» THE TASK: What is needed here is every line of the records that includes "Deserialize".

» DATASET ENTRIES:
:::
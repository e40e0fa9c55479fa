//! The read-only operation snapshot.

use crate::Record;
use serde::{Deserialize, Serialize};
use serde_json::Value;
use std::fmt;
use std::sync::Arc;

/// Which kind of operation produced a [`Summary`].
#[derive(Debug, Clone, Copy, PartialEq, Eq, Hash, Serialize, Deserialize)]
#[serde(rename_all = "snake_case")]
pub enum Operation {
    /// `create` or `clone`.
    Creation,
    /// `update`.
    Update,
}

impl fmt::Display for Operation {
    fn fmt(&self, f: &mut fmt::Formatter<'_>) -> fmt::Result {
        match self {
            Self::Creation => f.write_str("creation"),
            Self::Update => f.write_str("update"),
        }
    }
}

/// A snapshot of an in-flight operation.
///
/// Handed to validators, sanitizers, resolvers, gating predicates and
/// lifecycle handlers. It exposes no mutating methods and its records are
/// shared behind `Arc`, so cloning is cheap and no holder can change what
/// another holder sees.
///
/// - `context` holds every resolved value including virtual properties
///   (keyed by their declared name, never by alias)
/// - `values` is `context` without virtual properties
/// - `changes` is `None` for creation and the partial diff for update
#[derive(Debug, Clone)]
pub struct Summary {
    operation: Operation,
    previous_values: Option<Arc<Record>>,
    values: Arc<Record>,
    changes: Option<Arc<Record>>,
    context: Arc<Record>,
    ctx_options: Arc<Record>,
}

impl Summary {
    /// Snapshot of a creation (create or clone).
    pub fn creation(context: Record, values: Record) -> Self {
        Self {
            operation: Operation::Creation,
            previous_values: None,
            values: Arc::new(values),
            changes: None,
            context: Arc::new(context),
            ctx_options: Arc::default(),
        }
    }

    /// Snapshot of an update.
    pub fn update(previous_values: Record, context: Record, values: Record, changes: Record) -> Self {
        Self {
            operation: Operation::Update,
            previous_values: Some(Arc::new(previous_values)),
            values: Arc::new(values),
            changes: Some(Arc::new(changes)),
            context: Arc::new(context),
            ctx_options: Arc::default(),
        }
    }

    /// Attaches caller-supplied contextual options.
    #[must_use]
    pub fn with_ctx_options(mut self, ctx_options: Arc<Record>) -> Self {
        self.ctx_options = ctx_options;
        self
    }

    pub fn operation(&self) -> Operation {
        self.operation
    }

    pub fn is_update(&self) -> bool {
        self.operation == Operation::Update
    }

    pub fn previous_values(&self) -> Option<&Record> {
        self.previous_values.as_deref()
    }

    pub fn values(&self) -> &Record {
        &self.values
    }

    pub fn changes(&self) -> Option<&Record> {
        self.changes.as_deref()
    }

    pub fn context(&self) -> &Record {
        &self.context
    }

    /// Options passed by the caller of the operation (`ctxOptions`).
    pub fn ctx_options(&self) -> &Record {
        &self.ctx_options
    }

    /// Looks up a key in the context.
    pub fn get(&self, key: &str) -> Option<&Value> {
        self.context.get(key)
    }

    /// Extract a string value from the context.
    pub fn get_str(&self, key: &str) -> Option<&str> {
        self.get(key).and_then(Value::as_str)
    }

    /// Extract a boolean value from the context.
    pub fn get_bool(&self, key: &str) -> Option<bool> {
        self.get(key).and_then(Value::as_bool)
    }

    /// Extract a numeric value from the context.
    pub fn get_f64(&self, key: &str) -> Option<f64> {
        self.get(key).and_then(Value::as_f64)
    }

    /// Returns true if `key` is absent from the context or null.
    pub fn is_null(&self, key: &str) -> bool {
        self.get(key).is_none_or(Value::is_null)
    }
}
:::
» SOLVED PROBLEM:
use serde::{Deserialize, Serialize};
#[derive(Debug, Clone, Copy, PartialEq, Eq, Hash, Serialize, Deserialize)]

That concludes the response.